WHAT YOU ARE ASKED TO DO:
Look through the data below and report how many lines include "length". Only the number should be given.

——————

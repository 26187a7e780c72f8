//! Terrain tiles (`MCNK`)
//!
//! # Layout
//!
//! ```text
//! MCNK tag + length
//! 0x008: tile header (128 bytes)
//! 0x088: sub-chunks in canonical order
//!        MCVT MCNR(+13 pad) MCLY MCRF MCSH MCAL MCSE MCLQ MCCV
//! ```
//!
//! Header offsets are relative to the tile's tag, zero meaning absent.
//! Alpha offsets in `MCLY` are relative to the `MCAL` payload.

use chunk_core::raster::ALPHA_CELLS;
use chunk_core::raster::packing::{pack_1bit, pack_2bit, unpack_1bit, unpack_2bit};
use chunk_core::writer::offset_u32;
use chunk_core::{
    AlphaEncoding, AlphaMap, CHUNK_HEADER_SIZE, ChunkHeader, ChunkWriter, Cursor, Error, Record,
    Result, Tag, decode_raster, encode_raster, expect_chunk, read_records, write_records,
};
use serde::{Deserialize, Deserializer, Serialize, Serializer};
use tracing::{debug, warn};

use super::records::{SoundEmitter, TileIndexEntry};
use crate::tags::{MCAL, MCCV, MCLQ, MCLY, MCNK, MCNR, MCRF, MCSE, MCSH, MCVT};

// =============================================================================
// Constants
// =============================================================================

pub const TILE_HEADER_SIZE: usize = 128;

/// Height, normal and color samples per tile (9x9 outer + 8x8 inner)
pub const VERTEX_COUNT: usize = 145;

/// Cells in the 8x8 low quality texturing map
pub const QUALITY_CELLS: usize = 64;

/// Packed 64x64 shadow bitmap
pub const SHADOW_BYTES: usize = ALPHA_CELLS / 8;

/// Bytes following `MCNR` that its length does not cover
const NORMAL_PADDING: usize = 13;

/// Offset of the first sub-chunk relative to the tile's tag
const BODY_START: usize = CHUNK_HEADER_SIZE + TILE_HEADER_SIZE;

// =============================================================================
// Flags
// =============================================================================

bitflags::bitflags! {
    /// `MCNK` header flags. Unknown bits are carried through unchanged.
    #[derive(Debug, Clone, Copy, PartialEq, Eq, Hash)]
    pub struct TileFlags: u32 {
        const HAS_SHADOW = 0x1;
        const IMPASSABLE = 0x2;
        const LIQUID_RIVER = 0x4;
        const LIQUID_OCEAN = 0x8;
        const LIQUID_MAGMA = 0x10;
        const LIQUID_SLIME = 0x20;
        const HAS_VERTEX_COLORS = 0x40;
        /// Alpha layers are stored at full resolution or unfixed 4-bit
        const DO_NOT_FIX_ALPHA = 0x8000;
        const HIGH_RES_HOLES = 0x10000;
    }
}

bitflags::bitflags! {
    /// `MCLY` layer flags. Unknown bits are carried through unchanged.
    #[derive(Debug, Clone, Copy, PartialEq, Eq, Hash)]
    pub struct LayerFlags: u32 {
        /// Texture rotation, in 45 degree steps
        const ANIMATION_ROTATION = 0x7;
        const ANIMATION_FAST = 0x8;
        const ANIMATION_FASTER = 0x10;
        const ANIMATION_FASTEST = 0x20;
        const ANIMATION_ENABLED = 0x40;
        const OVERBRIGHT = 0x80;
        const USE_ALPHA = 0x100;
        const ALPHA_COMPRESSED = 0x200;
        const USE_CUBE_MAP_REFLECTION = 0x400;
    }
}

// Flags serialize as their raw word
impl Serialize for TileFlags {
    fn serialize<S: Serializer>(&self, serializer: S) -> std::result::Result<S::Ok, S::Error> {
        self.bits().serialize(serializer)
    }
}

impl<'de> Deserialize<'de> for TileFlags {
    fn deserialize<D: Deserializer<'de>>(deserializer: D) -> std::result::Result<Self, D::Error> {
        Ok(TileFlags::from_bits_retain(u32::deserialize(deserializer)?))
    }
}

impl Serialize for LayerFlags {
    fn serialize<S: Serializer>(&self, serializer: S) -> std::result::Result<S::Ok, S::Error> {
        self.bits().serialize(serializer)
    }
}

impl<'de> Deserialize<'de> for LayerFlags {
    fn deserialize<D: Deserializer<'de>>(deserializer: D) -> std::result::Result<Self, D::Error> {
        Ok(LayerFlags::from_bits_retain(u32::deserialize(deserializer)?))
    }
}

// =============================================================================
// Structured form
// =============================================================================

/// Stored fields of the tile header. Offsets, sizes and counts are derived
/// from the sub-chunks on encode.
#[derive(Debug, Clone, PartialEq, Serialize, Deserialize)]
pub struct TileHeader {
    pub flags: TileFlags,
    pub index_x: u32,
    pub index_y: u32,
    pub area_id: u32,
    pub holes: u16,
    /// 8x8 cells in `0..=3`, row-major
    pub low_quality_map: Vec<u8>,
    pub pred_tex: u32,
    pub no_effect_doodad: u32,
    pub position: [f32; 3],
}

——————

THE COMPLETED TASK:
2